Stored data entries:

━━━━

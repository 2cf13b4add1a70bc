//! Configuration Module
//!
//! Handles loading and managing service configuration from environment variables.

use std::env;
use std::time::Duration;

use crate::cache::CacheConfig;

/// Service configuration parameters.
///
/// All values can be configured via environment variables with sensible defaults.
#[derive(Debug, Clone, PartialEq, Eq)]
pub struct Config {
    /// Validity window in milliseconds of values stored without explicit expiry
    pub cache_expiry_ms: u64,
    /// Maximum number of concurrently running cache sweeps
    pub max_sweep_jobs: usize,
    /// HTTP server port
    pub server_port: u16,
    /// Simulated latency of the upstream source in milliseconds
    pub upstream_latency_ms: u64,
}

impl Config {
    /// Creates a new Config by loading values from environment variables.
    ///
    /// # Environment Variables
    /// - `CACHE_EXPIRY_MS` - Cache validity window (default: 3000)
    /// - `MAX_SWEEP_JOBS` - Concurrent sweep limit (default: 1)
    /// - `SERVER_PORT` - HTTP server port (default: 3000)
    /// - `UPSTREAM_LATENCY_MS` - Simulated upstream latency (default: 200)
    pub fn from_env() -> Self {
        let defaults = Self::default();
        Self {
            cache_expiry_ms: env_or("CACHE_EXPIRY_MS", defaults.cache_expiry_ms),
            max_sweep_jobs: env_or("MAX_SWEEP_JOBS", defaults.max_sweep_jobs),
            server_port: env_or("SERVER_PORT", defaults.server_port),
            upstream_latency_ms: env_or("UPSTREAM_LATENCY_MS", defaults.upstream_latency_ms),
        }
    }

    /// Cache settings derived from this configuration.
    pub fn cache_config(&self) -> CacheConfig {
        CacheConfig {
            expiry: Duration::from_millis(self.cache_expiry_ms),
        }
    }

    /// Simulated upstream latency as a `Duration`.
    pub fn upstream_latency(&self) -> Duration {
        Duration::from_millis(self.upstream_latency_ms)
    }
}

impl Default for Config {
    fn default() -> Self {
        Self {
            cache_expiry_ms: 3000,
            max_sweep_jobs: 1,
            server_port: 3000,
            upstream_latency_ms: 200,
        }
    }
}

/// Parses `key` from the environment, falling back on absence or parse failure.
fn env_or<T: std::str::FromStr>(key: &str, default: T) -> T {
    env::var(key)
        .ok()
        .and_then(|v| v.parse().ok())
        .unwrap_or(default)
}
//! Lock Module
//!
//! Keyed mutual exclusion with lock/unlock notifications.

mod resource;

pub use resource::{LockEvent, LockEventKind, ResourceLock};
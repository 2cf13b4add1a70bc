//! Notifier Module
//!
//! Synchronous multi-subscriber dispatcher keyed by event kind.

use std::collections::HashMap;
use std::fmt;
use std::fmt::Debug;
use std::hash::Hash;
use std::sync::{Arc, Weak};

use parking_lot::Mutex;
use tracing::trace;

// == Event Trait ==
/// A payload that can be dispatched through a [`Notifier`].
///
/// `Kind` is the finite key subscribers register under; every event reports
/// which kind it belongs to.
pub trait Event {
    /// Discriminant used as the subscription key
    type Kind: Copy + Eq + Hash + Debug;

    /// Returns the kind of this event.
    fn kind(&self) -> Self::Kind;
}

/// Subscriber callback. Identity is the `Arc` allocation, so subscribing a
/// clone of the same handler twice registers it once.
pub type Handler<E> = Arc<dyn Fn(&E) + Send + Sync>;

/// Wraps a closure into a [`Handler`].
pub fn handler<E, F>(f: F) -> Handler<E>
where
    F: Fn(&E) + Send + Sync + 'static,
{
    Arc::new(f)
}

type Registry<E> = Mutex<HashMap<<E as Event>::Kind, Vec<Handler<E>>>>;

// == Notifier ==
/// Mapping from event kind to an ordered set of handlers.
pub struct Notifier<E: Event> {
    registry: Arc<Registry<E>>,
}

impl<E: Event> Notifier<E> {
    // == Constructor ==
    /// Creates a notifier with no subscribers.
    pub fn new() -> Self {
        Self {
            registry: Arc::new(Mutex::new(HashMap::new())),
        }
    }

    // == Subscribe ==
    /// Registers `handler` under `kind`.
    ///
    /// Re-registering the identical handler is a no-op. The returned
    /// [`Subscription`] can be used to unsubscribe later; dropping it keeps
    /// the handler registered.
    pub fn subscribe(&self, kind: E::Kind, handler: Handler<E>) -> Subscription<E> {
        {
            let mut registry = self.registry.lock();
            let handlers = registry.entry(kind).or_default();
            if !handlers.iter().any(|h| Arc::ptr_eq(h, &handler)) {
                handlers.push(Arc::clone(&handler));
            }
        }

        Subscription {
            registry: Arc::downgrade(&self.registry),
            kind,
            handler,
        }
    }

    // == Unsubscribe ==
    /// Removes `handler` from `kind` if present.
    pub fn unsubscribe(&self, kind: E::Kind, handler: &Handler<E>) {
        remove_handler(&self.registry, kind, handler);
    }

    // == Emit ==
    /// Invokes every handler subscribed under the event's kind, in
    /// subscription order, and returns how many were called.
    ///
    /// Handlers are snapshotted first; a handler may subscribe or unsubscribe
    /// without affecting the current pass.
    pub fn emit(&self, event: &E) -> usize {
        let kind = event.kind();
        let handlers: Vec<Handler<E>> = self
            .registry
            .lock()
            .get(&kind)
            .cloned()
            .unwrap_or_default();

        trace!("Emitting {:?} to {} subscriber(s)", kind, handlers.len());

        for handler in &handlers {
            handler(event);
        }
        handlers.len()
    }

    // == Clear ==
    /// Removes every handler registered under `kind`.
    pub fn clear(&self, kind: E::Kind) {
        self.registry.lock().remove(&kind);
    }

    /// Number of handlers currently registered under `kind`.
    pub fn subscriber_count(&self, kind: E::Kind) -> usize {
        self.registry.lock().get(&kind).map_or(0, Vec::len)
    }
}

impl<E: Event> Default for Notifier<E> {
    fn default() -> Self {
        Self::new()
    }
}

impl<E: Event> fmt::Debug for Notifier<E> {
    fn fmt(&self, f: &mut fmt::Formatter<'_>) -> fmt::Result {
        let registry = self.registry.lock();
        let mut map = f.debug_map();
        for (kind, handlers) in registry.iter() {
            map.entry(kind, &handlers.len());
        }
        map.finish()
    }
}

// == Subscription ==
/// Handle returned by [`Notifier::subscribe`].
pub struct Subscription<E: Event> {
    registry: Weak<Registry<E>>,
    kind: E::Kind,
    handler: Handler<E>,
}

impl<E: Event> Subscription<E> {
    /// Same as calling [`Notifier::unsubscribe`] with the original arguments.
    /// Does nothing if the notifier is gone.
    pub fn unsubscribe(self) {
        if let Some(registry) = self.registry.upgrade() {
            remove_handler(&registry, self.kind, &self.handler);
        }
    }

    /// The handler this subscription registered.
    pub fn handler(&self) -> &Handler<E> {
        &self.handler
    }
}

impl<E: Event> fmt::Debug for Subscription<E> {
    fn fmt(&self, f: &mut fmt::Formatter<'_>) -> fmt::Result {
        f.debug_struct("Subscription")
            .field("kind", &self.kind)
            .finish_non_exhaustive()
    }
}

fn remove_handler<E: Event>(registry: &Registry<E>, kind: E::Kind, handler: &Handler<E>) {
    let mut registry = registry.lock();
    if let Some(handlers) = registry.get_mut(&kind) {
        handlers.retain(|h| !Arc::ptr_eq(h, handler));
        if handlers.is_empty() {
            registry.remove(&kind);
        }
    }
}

━━━━

_WHAT NEEDS TO BE DONE:_
Count, in the records above, the lines that contain "parse", and write only the resulting number.

_ANSWER:_
2